Questions
1.
a. I would choose alpine as for the image distribution since it would give less surface of attack so more security. I would go for version 6.2 right now as it is the latest stable version from official documentation.
2.
a. Redis image create a redis user by default so we can use it without having to manage it.
We simply need to add the USER directive
b. It seems Redis allow you to totally disable command by simply renaming it to empty string.
So we simply need to put our config file and disable both commands.
We could also hide those by changing the name to another string.
c. I don't really understand this part. Since it's in docker we need to bind all interfaces by default.
Although I saw it was binding on both ipv4 and ipv6 so we can put a bind option to 0.0.0.0 only in config so it binds only to ipv4.
d. I'm no redis expert but if security is my concern I would at least add some authentication on it using requirepass directive in the config.
We could also add TLS support directly into it to improve even more the security part.
There is a Dockerfile_secure available that add the ability to use authentication.
This build is not the best since it would put the password as an env in the image but at least you don't have the password inside git.
Here is an example on how to use it :
docker build --build-arg PASS=supersecurepass -f Dockerfile_secure -t redis-secure .
Then you simply need to run it and it will be protected with the password provided during the build.
docker run redis-secure
3.
I don't really understand this question because it is a docker image so the deploy part is quite straightforward to me.
I would build the image locally or via a CI pipeline and then push it to a registry (thales.local for example).
And then the server / orchestrator tool that would need it would simply pull it and run it.
Since the question does not seems to expect that I would say the easiest way to deliver it would be via those sources.
I would use a git repo to store those sources.
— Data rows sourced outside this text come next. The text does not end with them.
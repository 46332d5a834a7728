pub mod instance_array;
pub mod os_asset;
pub mod os_template;
pub mod secret;

use crate::cli::Commands;
use crate::error::{CliError, Result};
use crate::terminal::Terminal;
use crate::ui;
use clap::Args;
use metalcloud::{IdOrLabel, MetalCloudClient, User};
use tableformatter::OutputFormat;

/// Everything a command needs besides its own arguments
pub struct Context<'a> {
    pub client: &'a dyn MetalCloudClient,
    pub terminal: &'a dyn Terminal,
}

impl Context<'_> {
    /// Succeed when `autoconfirm` is set or the user answers `yes` to `prompt`
    pub fn confirm(&self, autoconfirm: bool, prompt: &str) -> Result<()> {
        if autoconfirm {
            tracing::debug!("confirmation skipped with --autoconfirm");
            return Ok(());
        }
        if self.terminal.confirm(prompt)? {
            Ok(())
        } else {
            Err(CliError::NotConfirmed)
        }
    }

    /// Users are referenced either by ID or by email
    pub fn resolve_user(&self, reference: &IdOrLabel) -> Result<User> {
        let user = match reference {
            IdOrLabel::Id(id) => self.client.user_get(*id)?,
            IdOrLabel::Label(email) => self.client.user_get_by_email(email)?,
        };
        Ok(user)
    }
}

/// Shared `--format` flag of list and get commands
#[derive(Args, Debug, Clone, Default)]
pub struct FormatArg {
    /// Output format: 'json' or 'csv'. Anything else prints a table
    #[arg(long)]
    pub format: Option<String>,
}

impl FormatArg {
    pub fn output(&self) -> OutputFormat {
        OutputFormat::from_selector(self.format.as_deref().unwrap_or_default())
    }
}

pub fn execute(ctx: &Context<'_>, command: Commands) -> Result<String> {
    match command {
        Commands::InstanceArray { command } => instance_array::execute(ctx, command),
        Commands::OsTemplate { command } => os_template::execute(ctx, command),
        Commands::OsAsset { command } => os_asset::execute(ctx, command),
        Commands::Secret { command } => secret::execute(ctx, command),
    }
}

/// Pick the single record whose label equals `reference`
pub(crate) fn find_unique<T>(
    kind: &'static str,
    reference: &str,
    records: Vec<T>,
    label: impl Fn(&T) -> &str,
) -> Result<T> {
    let mut matches: Vec<T> = records
        .into_iter()
        .filter(|record| label(record) == reference)
        .collect();
    match matches.len() {
        0 => Err(CliError::NotFound {
            kind,
            reference: reference.to_string(),
        }),
        1 => Ok(matches.remove(0)),
        count => Err(CliError::Ambiguous {
            kind,
            reference: reference.to_string(),
            count,
        }),
    }
}

/// Output of a create command: the bare ID with `--return-id`, nothing otherwise
pub(crate) fn created_output(kind: &str, id: i64, return_id: bool) -> String {
    if return_id {
        id.to_string()
    } else {
        ui::success_message(&format!("{kind} {id} created"));
        String::new()
    }
}

pub(crate) fn deletion_prompt(description: &str) -> String {
    format!("Deleting {description}.  Are you sure? Type \"yes\" to continue:")
}

/// Parse `args` as a command line and run it, as `main` does
#[cfg(test)]
pub(crate) fn run_command_line(
    client: &dyn MetalCloudClient,
    terminal: &dyn Terminal,
    args: &[&str],
) -> Result<String> {
    use clap::Parser;

    let cli = crate::cli::Cli::try_parse_from(
        std::iter::once("metalcloud-cli").chain(args.iter().copied()),
    )
    .map_err(|e| CliError::validation(e.to_string()))?;
    execute(&Context { client, terminal }, cli.command)
}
Then on the remote server I would clone / pull it and run those commands :
To build the container :
docker build -t redis .
To run the container :
docker run -p 6379:6379 redis
There could be another solution that would be to simply archive this folder, copy it to the remote server and run the above command the same way.
tar -czvf ../tas-redis.tgz ../tas-redis
scp ../tas-redis.tgz user@remote:/opt/
ssh user@remote
cd /opt && tar -xzvf tas-redis.tar.gz
cd tas-redis
Then run build and run command.
Below you would find a howto use this image.
Documentation
Building the image
This image is shipped with a base configuration in it with few key defined in order to make it a bit more secure.
In order to build it you simply need to run : docker build -t <repo>/redis:<tag> .
In our example let say our image registry is thales.local :
docker build -t thales.local/redis:6.2.12
To build the secure image :
docker build -t redis-secure -f Dockerfile_secure --build-arg PASS=supersecurepass .
Running the image
In order to run the image we simply need to run : docker run -d --name redis -p 6379:6379 thales.local/redis:6.2.12
If you want to run it in a docker-compose this image part would be :
version: "3.9"
services:
redis:
image: "thales.local/redis:6.2.12"
ports:
- "6379:6379"
Testing the image
In order to test the image you will need dgoss to be installed.
Either you install it manually or if you have nix installed you can simply run nix develop and it would install it for you.
After this step the best way to test thoses images would be to run the test.sh script.
This script will build automatically the images with the expected parameters to test the correct behavior of our images.